■ Work task: Go through the following data and transcribe exactly the stretch of lines from the one holding "other until committed." to the one holding "pub struct Batch<'a>", both included.

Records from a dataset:
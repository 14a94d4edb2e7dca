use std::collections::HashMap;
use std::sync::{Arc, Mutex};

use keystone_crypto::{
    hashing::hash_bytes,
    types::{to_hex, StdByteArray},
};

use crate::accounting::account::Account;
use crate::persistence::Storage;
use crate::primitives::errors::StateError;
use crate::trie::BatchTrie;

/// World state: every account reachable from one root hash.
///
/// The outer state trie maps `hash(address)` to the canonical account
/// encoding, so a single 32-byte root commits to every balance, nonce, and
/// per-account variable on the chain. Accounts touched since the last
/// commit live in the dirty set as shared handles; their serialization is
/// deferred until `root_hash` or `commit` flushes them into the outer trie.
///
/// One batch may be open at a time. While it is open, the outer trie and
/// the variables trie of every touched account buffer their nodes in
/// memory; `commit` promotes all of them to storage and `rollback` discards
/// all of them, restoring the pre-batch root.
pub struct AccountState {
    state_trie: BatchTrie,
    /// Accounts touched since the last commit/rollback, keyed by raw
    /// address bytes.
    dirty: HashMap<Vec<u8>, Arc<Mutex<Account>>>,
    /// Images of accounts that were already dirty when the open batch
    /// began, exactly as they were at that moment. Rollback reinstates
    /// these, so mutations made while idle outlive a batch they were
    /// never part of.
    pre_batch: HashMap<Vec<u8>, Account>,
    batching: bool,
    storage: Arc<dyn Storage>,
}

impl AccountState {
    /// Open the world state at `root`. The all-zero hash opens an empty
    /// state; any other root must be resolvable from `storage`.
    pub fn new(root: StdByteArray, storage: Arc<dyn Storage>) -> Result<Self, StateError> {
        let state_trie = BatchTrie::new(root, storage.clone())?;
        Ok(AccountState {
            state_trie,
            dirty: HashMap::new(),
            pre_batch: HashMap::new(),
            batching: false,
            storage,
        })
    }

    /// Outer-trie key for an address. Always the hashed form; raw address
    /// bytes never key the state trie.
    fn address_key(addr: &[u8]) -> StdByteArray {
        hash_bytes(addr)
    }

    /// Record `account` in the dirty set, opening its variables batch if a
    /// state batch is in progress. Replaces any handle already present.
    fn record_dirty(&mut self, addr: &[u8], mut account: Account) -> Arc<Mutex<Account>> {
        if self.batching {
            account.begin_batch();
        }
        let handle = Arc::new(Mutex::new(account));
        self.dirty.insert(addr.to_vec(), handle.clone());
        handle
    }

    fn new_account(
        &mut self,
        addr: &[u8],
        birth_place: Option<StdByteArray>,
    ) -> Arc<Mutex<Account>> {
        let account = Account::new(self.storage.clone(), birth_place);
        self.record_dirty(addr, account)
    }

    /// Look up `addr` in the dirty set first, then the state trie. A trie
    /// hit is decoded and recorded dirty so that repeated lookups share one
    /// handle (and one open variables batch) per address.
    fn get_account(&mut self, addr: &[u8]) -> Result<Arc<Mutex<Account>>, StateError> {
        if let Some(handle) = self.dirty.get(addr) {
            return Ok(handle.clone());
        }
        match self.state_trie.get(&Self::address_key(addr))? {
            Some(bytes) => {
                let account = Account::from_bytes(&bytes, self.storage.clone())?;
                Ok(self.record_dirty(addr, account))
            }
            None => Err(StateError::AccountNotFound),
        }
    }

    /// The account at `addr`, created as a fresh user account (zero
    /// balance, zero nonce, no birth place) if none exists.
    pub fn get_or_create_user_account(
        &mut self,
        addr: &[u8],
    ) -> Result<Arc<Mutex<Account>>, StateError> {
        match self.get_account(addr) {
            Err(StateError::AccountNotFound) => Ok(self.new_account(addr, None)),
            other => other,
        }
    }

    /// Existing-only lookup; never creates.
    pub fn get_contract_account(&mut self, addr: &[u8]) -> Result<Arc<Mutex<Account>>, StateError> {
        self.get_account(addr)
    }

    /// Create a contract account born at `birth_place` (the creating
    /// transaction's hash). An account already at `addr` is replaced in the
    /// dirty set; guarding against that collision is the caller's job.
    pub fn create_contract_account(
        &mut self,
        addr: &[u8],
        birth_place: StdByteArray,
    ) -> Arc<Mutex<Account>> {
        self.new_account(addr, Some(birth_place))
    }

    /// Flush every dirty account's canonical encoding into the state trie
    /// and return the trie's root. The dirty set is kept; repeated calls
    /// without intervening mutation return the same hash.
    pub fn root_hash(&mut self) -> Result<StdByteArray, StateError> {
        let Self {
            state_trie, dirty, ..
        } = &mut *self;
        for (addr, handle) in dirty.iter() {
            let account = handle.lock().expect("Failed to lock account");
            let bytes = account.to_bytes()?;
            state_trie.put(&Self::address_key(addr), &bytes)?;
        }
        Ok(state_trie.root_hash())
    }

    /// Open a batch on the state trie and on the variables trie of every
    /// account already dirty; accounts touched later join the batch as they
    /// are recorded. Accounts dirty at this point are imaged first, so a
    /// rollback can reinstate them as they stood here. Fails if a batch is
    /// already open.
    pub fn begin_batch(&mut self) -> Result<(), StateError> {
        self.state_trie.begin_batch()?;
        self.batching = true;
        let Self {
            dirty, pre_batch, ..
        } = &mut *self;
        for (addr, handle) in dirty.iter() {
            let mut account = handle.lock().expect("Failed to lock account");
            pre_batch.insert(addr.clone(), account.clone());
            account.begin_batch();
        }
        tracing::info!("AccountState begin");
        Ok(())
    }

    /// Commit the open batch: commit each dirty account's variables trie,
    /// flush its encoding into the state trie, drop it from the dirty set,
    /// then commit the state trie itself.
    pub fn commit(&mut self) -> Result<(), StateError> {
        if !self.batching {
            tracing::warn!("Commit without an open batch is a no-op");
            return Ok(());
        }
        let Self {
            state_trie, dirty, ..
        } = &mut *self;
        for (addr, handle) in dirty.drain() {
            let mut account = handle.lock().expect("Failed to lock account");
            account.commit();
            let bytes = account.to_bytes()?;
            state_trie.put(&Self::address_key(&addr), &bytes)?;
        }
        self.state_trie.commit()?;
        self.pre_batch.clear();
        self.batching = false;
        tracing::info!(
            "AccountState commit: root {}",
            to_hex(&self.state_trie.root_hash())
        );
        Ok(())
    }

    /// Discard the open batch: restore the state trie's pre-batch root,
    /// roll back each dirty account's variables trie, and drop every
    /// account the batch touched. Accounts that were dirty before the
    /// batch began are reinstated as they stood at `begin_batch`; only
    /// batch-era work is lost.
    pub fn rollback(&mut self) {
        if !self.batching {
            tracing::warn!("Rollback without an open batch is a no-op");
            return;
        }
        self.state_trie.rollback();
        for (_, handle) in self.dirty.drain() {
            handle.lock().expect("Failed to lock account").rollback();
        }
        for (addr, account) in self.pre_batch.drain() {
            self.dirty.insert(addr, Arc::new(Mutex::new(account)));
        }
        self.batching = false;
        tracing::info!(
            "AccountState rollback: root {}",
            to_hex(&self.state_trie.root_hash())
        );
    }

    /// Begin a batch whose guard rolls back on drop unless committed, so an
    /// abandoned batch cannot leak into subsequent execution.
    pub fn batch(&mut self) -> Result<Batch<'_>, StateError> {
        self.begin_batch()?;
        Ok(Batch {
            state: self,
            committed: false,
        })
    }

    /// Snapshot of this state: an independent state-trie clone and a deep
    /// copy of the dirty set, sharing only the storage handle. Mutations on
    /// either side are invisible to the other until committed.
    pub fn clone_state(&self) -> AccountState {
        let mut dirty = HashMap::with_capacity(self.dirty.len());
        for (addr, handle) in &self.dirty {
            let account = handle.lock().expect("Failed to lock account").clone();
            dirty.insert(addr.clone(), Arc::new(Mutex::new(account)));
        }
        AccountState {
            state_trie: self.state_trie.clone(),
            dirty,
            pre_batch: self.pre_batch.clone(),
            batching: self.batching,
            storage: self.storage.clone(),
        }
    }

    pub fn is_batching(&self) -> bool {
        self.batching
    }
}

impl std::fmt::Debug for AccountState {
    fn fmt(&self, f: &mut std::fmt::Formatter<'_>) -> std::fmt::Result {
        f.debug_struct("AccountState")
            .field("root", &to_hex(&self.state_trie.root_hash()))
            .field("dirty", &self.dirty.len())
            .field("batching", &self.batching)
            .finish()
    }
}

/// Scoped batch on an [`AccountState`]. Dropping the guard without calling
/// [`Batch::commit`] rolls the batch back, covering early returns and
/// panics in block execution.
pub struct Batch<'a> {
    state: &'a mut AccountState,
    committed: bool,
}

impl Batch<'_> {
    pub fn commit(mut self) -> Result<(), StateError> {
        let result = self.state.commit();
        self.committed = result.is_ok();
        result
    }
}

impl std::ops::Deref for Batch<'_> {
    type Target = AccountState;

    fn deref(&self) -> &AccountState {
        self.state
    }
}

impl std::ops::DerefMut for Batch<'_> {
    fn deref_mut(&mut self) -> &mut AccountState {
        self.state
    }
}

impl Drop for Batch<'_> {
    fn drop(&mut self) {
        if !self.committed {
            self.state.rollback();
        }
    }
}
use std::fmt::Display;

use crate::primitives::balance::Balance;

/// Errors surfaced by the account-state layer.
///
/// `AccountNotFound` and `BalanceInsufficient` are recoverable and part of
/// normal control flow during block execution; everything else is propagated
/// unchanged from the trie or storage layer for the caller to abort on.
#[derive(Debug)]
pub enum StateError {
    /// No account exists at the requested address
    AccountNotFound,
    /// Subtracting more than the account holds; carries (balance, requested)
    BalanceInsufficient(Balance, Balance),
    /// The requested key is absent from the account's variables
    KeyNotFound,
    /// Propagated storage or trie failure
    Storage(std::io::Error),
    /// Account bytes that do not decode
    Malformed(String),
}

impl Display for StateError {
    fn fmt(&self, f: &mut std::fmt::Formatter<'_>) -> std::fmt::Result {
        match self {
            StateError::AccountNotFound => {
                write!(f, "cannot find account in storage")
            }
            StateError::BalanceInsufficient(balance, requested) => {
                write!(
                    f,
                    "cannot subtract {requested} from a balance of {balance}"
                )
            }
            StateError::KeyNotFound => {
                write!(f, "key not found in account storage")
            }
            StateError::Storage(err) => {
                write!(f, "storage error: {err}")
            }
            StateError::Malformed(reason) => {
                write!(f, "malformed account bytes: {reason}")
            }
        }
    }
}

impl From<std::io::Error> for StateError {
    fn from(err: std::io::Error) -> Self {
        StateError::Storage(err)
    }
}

■ Solution for this problem:
    /// either side are invisible to the other until committed.
    pub fn clone_state(&self) -> AccountState {
        let mut dirty = HashMap::with_capacity(self.dirty.len());
        for (addr, handle) in &self.dirty {
            let account = handle.lock().expect("Failed to lock account").clone();
            dirty.insert(addr.clone(), Arc::new(Mutex::new(account)));
        }
        AccountState {
            state_trie: self.state_trie.clone(),
            dirty,
            pre_batch: self.pre_batch.clone(),
            batching: self.batching,
            storage: self.storage.clone(),
        }
    }

    pub fn is_batching(&self) -> bool {
        self.batching
    }
}

impl std::fmt::Debug for AccountState {
    fn fmt(&self, f: &mut std::fmt::Formatter<'_>) -> std::fmt::Result {
        f.debug_struct("AccountState")
            .field("root", &to_hex(&self.state_trie.root_hash()))
            .field("dirty", &self.dirty.len())
            .field("batching", &self.batching)
            .finish()
    }
}

/// Scoped batch on an [`AccountState`]. Dropping the guard without calling
/// [`Batch::commit`] rolls the batch back, covering early returns and
/// panics in block execution.
pub struct Batch<'a> {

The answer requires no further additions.